(DATA FOR THIS EXERCISE Opens)
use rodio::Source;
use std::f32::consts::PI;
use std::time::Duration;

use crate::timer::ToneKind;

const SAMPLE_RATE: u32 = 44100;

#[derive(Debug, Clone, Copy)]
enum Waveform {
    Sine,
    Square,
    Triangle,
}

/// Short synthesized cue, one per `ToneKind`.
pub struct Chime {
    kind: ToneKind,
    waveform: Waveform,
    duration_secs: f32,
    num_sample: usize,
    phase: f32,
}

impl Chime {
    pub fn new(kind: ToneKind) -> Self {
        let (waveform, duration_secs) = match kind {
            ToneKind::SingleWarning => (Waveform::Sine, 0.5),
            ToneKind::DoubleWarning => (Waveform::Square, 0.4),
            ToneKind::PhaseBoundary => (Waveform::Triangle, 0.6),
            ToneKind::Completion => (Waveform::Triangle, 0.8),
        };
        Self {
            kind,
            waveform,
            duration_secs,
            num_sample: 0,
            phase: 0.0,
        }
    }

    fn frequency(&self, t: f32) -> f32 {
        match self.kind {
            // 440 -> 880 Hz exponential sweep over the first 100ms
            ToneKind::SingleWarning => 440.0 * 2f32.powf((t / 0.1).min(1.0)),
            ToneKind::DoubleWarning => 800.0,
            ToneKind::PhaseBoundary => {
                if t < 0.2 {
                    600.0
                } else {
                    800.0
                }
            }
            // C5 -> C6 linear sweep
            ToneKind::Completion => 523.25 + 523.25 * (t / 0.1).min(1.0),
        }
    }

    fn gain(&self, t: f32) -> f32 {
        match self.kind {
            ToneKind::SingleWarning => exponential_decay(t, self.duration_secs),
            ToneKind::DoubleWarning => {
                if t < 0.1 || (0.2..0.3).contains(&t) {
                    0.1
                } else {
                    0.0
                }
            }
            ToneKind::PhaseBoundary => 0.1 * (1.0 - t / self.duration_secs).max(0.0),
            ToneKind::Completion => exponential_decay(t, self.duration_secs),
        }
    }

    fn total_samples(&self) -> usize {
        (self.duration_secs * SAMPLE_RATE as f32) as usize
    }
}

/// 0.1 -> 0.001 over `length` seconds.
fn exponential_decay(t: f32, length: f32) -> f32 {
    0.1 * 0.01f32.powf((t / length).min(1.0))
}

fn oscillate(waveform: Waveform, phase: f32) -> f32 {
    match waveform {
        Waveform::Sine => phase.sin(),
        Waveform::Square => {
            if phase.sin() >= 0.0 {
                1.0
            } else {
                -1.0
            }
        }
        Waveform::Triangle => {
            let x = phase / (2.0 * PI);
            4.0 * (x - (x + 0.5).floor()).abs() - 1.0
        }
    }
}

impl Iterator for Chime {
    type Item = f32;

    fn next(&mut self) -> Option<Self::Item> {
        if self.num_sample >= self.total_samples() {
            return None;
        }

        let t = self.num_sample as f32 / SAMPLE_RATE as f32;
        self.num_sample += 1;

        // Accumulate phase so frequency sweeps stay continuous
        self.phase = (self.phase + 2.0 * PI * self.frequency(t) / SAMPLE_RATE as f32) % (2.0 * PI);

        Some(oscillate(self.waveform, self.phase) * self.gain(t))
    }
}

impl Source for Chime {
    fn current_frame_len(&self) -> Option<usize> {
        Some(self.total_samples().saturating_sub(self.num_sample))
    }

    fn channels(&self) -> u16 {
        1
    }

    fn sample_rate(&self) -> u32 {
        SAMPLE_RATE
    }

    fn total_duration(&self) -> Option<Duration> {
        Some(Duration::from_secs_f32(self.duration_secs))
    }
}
(DATA FOR THIS EXERCISE Closes)
(DATA FOR THIS EXERCISE Opens)
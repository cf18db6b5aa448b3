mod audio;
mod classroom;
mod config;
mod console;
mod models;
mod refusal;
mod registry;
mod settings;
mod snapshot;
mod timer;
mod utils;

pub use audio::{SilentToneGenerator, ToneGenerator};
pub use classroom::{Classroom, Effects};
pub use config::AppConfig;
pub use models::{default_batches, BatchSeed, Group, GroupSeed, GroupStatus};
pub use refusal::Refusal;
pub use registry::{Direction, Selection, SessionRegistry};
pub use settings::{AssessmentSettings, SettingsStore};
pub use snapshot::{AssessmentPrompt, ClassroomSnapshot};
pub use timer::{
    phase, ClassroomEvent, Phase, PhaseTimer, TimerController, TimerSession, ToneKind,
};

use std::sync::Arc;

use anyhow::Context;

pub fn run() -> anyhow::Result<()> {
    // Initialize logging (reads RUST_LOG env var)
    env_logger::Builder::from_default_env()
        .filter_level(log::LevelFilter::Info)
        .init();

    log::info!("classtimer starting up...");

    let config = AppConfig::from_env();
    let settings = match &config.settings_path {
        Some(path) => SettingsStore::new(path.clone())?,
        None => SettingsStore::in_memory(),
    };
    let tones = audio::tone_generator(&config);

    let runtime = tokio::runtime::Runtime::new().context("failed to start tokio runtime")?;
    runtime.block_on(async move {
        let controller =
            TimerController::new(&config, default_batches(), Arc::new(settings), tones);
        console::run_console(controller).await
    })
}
(DATA FOR THIS EXERCISE Closes)
* TO DO *
Copy down each line in the entries that has the word "length".

* COMPLETED EXERCISE *
/// 0.1 -> 0.001 over `length` seconds.
fn exponential_decay(t: f32, length: f32) -> f32 {
    0.1 * 0.01f32.powf((t / length).min(1.0))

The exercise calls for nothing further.